Uragano Madia sui bilanci comunali

Con i nuovi decreti, i Comuni sono braccati e costretti a privatizzare, dovendo giustificare perché non affidano al privato i servizi essenziali.


Tra le ultime settimane del 2015 e le prime del 2016 gli enti locali sono stati investiti dal combinato di nuove norme, derivanti dai decreti attuativi Madia e dalle nuove leggi sul bilancio comunale, che sono destinate ad incidere sulla vita economica dei territori. Dunque, di riflesso, sulla vita sociale. Si tratta quindi di entrare nella logica di questo combinato di norme. Spesso infatti si insiste molto, quando si parla di questi temi, sulla citazione della lettera della legge in sé, invece che sulla logica che la muove. Oppure si prende per buono il marketing delle leggi – che le vuole innovative, eque e socialmente progressiste – o, per analizzarle, si importa acriticamente il linguaggio del mondo delle professioni. Come se un linguaggio tecnico fosse, di per sé, non solo neutro ma anche infallibile. Allo stesso tempo si fa spesso l’errore di pensare una legge come qualcosa in grado di incidere in modo coerente sul piano sul quale legifera, di plasmarlo secondo la propria volontà. Non è così, basta ricordarselo per capire dove portano davvero certe leggi. Analizziamo quindi sinteticamente cosa accade, con il testo unico Madia e le nuove leggi sul bilancio comunale, alle partecipate e alle amministrazioni locali.

Panorama

Con gli anni ’90 e l’inizio degli anni 2000, molte essenziali funzioni pubbliche di servizio e di assistenza sono passate dallo stato centrale agli enti locali regionali e territoriali.

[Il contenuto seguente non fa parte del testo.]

use chrono::{DateTime, FixedOffset};
use serde::{Deserialize, Serialize};

use crate::common::{title_or_name, ContentDetailXml, ContentListItemXml, MimeField};
use crate::site_ref::SiteRef;
use crate::timestamp::parse_timestamp;
use crate::xml::parse_u64;

/// An analysis: a set of relevance-driven properties reported by clients.
#[derive(Debug, Clone, PartialEq, Eq, Serialize)]
pub struct Analysis {
    pub id: u64,
    pub resource: String,
    pub site: SiteRef,
    pub name: String,
    pub title: String,
    pub last_modified: Option<DateTime<FixedOffset>>,
    pub description: String,
    pub relevance: Vec<String>,
    pub category: String,
    pub source: String,
    pub source_release_date: String,
    pub delay: String,
    pub mime_fields: Vec<MimeField>,
    pub properties: Vec<AnalysisProperty>,
}

/// One `<Property>` of an analysis.
#[derive(Debug, Clone, Default, PartialEq, Eq, Serialize, Deserialize)]
#[serde(default)]
pub struct AnalysisProperty {
    #[serde(rename(deserialize = "@Name"))]
    pub name: String,
    #[serde(rename(deserialize = "@ID"))]
    pub id: String,
    #[serde(rename(deserialize = "@EvaluationPeriod"))]
    pub evaluation_period: String,
    /// Relevance expression.
    #[serde(rename(deserialize = "$text"))]
    pub relevance: String,
}

#[derive(Debug, Clone, Default, Deserialize)]
#[serde(default)]
pub(crate) struct AnalysisListXml {
    #[serde(rename = "Analysis")]
    pub items: Vec<ContentListItemXml>,
}

#[derive(Debug, Clone, Default, Deserialize)]
#[serde(default)]
pub(crate) struct AnalysisDetailResponseXml {
    #[serde(rename = "Analysis")]
    pub analysis: ContentDetailXml,
}

impl Analysis {
    pub(crate) fn from_list_item(item: ContentListItemXml, site: &SiteRef) -> Self {
        Self {
            id: parse_u64(&item.id),
            resource: item.resource,
            site: site.clone(),
            title: item.name.clone(),
            name: item.name,
            last_modified: parse_timestamp(&item.last_modified),
            description: String::new(),
            relevance: Vec::new(),
            category: String::new(),
            source: String::new(),
            source_release_date: String::new(),
            delay: String::new(),
            mime_fields: Vec::new(),
            properties: Vec::new(),
        }
    }

    pub(crate) fn from_detail(detail: ContentDetailXml, id: u64, resource: String, site: &SiteRef) -> Self {
        Self {
            id,
            resource,
            site: site.clone(),
            name: detail.title.clone(),
            title: detail.title,
            last_modified: None,
            description: detail.description,
            relevance: detail.relevance,
            category: detail.category,
            source: detail.source,
            source_release_date: detail.source_release_date,
            delay: detail.delay,
            mime_fields: detail.mime_fields,
            properties: detail.properties,
        }
    }

    /// Label for display; the title, else the short name.
    pub fn label(&self) -> String {
        title_or_name(self.title.clone(), &self.name)
    }
}

#[cfg(test)]
mod tests {
    use super::*;
    use crate::site_ref::SiteType;
    use crate::xml::decode;

    fn site() -> SiteRef {
        SiteRef::new("BES Inventory and License", SiteType::External).unwrap()
    }

    #[test]
    fn test_list_item_title_defaults_to_name() {
        let xml: AnalysisListXml = decode(
            br#"<BESAPI>
                  <Analysis Resource="https://h/api/analysis/external/BES%20Inventory/17" LastModified="Tue, 05 Mar 2024 10:00:00 +0000">
                    <Name>Application Information (Windows)</Name>
                    <ID>17</ID>
                  </Analysis>
                </BESAPI>"#,
            "analysis",
        )
        .unwrap();

        let analyses: Vec<Analysis> = xml
            .items
            .into_iter()
            .map(|item| Analysis::from_list_item(item, &site()))
            .collect();
        assert_eq!(analyses.len(), 1);
        assert_eq!(analyses[0].id, 17);
        assert_eq!(analyses[0].title, "Application Information (Windows)");
        assert_eq!(analyses[0].title, analyses[0].name);
        assert_eq!(analyses[0].site, site());
        assert!(analyses[0].last_modified.is_some());
    }

    #[test]
    fn test_detail() {
        let xml: AnalysisDetailResponseXml = decode(
            br#"<BES>
                  <Analysis>
                    <Title>Hardware Information</Title>
                    <Description><![CDATA[<p>Collects hardware data.</p>]]></Description>
                    <Relevance>windows of operating system</Relevance>
                    <Relevance>version of client &gt;= "9"</Relevance>
                    <Category>Inventory</Category>
                    <Source>Internal</Source>
                    <MIMEField><Name>x-fixlet-modification-time</Name><Value>Tue, 05 Mar 2024 10:00:00 +0000</Value></MIMEField>
                    <Property Name="BIOS" ID="1" EvaluationPeriod="PT1H">bios of computer</Property>
                    <Property Name="RAM" ID="2">size of ram</Property>
                  </Analysis>
                </BES>"#,
            "analysis",
        )
        .unwrap();

        let analysis = Analysis::from_detail(xml.analysis, 17, "https://h/api/analysis/master/17".into(), &site());
        assert_eq!(analysis.id, 17);
        assert_eq!(analysis.name, "Hardware Information");
        assert_eq!(analysis.description, "<p>Collects hardware data.</p>");
        assert_eq!(analysis.relevance.len(), 2);
        assert_eq!(analysis.relevance[1], r#"version of client >= "9""#);
        assert_eq!(analysis.mime_fields[0].name, "x-fixlet-modification-time");
        assert_eq!(analysis.properties.len(), 2);
        assert_eq!(analysis.properties[0].evaluation_period, "PT1H");
        assert_eq!(analysis.properties[1].relevance, "size of ram");
        assert_eq!(analysis.label(), "Hardware Information");
    }
}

Lo sviluppo di un sistema di tassazione locale, nello stesso periodo, è stato funzionale proprio a questo passaggio. Come è naturale in questi casi attorno alla crescita, mai organica o coerente, di queste funzioni, si è sviluppata un’economia (di servizi, di fornitori, di consulenze, di vere e proprie esternalizzazioni, di offerta di prodotti finanziari). Funzionalità e disfunzionalità di questi processi erano regolate da una precisa dinamica: quella di una economia locale governata da fondi pubblici e da quelli privati che gli ruotavano attorno. Servizi comunali, rete di istituzioni locali, aziende partecipate, rappresentavano la struttura politico-amministrativa di questo genere di economia. Il modello è entrato in crisi per due fattori: il primo, all’inizio strisciante poi dirompente, è quello della finanziarizzazione dell’economia. Per cui la guida dell’economia, deve passare dalla finanza pubblica a quella privata. Finanza che si crea un ruolo proprio nel declino degli interventi pubblici. Per cui gli enti locali diventano sempre più un’opportunità di privatizzazione e sempre meno questione di servizi da erogare. Il secondo è dovuto alla crisi del 2008 che impone ancora oggi, a livello continentale, di usare i fondi pubblici per stabilizzare le banche togliendo risorse alle istituzioni. E, nel 2011, direttamente nella lettera dei banchieri centrali al governo italiano, sono proprio gli enti locali ad essere indicati come i soggetti da privatizzare. Non è un caso che esca, in quel periodo, il patto di stabilità come definito dalla legge 118/2011, quello che blocca investimenti e spese dei Comuni. Lo scorso anno il sindaco (Pd) di Lido di Camaiore, dalle colonne del Tirreno indicava il corpo di leggi e norme del patto di stabilità come un qualcosa che impediva la funzione fondamentale assegnata ai Comuni dalla Costituzione: indirizzare lo sviluppo dell’economia locale. Senza risorse, in effetti, impossibile dargli torto.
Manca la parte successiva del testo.